Review of systems should seek symptoms that suggest possible causes, such as weight loss and fatigue (cirrhosis, undernutrition, chronic kidney disease, hyperthyroidism); skin discoloration (chronic kidney disease, cirrhosis); hair loss and frequent infections (undernutrition); fragility fractures (undernutrition, hypogonadism); mood and cognitive changes (hypogonadism); and tremor, heat intolerance, and diarrhea (hyperthyroidism).
Past medical history should address disorders that can cause gynecomastia and include a history of all prescribed and OTC drugs.
Physical examination:
Complete examination is done, including assessment of vital signs, skin, and general appearance. The neck is examined for goiter. The abdomen is examined for ascites, venous distention, and suspected adrenal masses. Development of secondary sexual characteristics (eg, the penis, pubic hair, and axillary hair) is assessed. The testes are examined for masses or atrophy.
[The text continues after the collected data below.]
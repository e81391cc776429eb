//! OpenTripMap places API client.

mod client;
mod error;

pub use client::{ApiKey, PlacesClient, SearchOptions, DEFAULT_BASE_URL, RESULT_LIMIT};
pub use error::PlacesError;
The breasts are examined while patients are recumbent with their hands behind the head. Examiners bring their thumb and forefinger together from opposite sides of the nipple until they meet. Any nipple discharge is noted. Lumps are assessed and characterized in terms of location, consistency, fixation to underlying tissues, and skin changes. The axilla is examined for lymph node involvement in men who have breast lumps.
Red flags:
The following findings are of particular concern:
Interpretation of findings:
With pseudogynecomastia, the examiner feels no resistance between the thumb and forefinger until they meet at the nipple. In contrast, with gynecomastia, a rim of tissue > 0.5 cm in diameter surrounds the nipple symmetrically and is similar in consistency to the nipple itself. Breast cancer is suggested by swelling with any of the following characteristics:
Gynecomastia in an adult that is of recent onset and causes pain is more often caused by a hormonal abnormality (eg, tumor, hypogonadism) or drugs. Other examination findings may also be helpful (see Table 4: Male Reproductive Endocrinology and Related Disorders: Interpretation of Some Findings in Gynecomastia ).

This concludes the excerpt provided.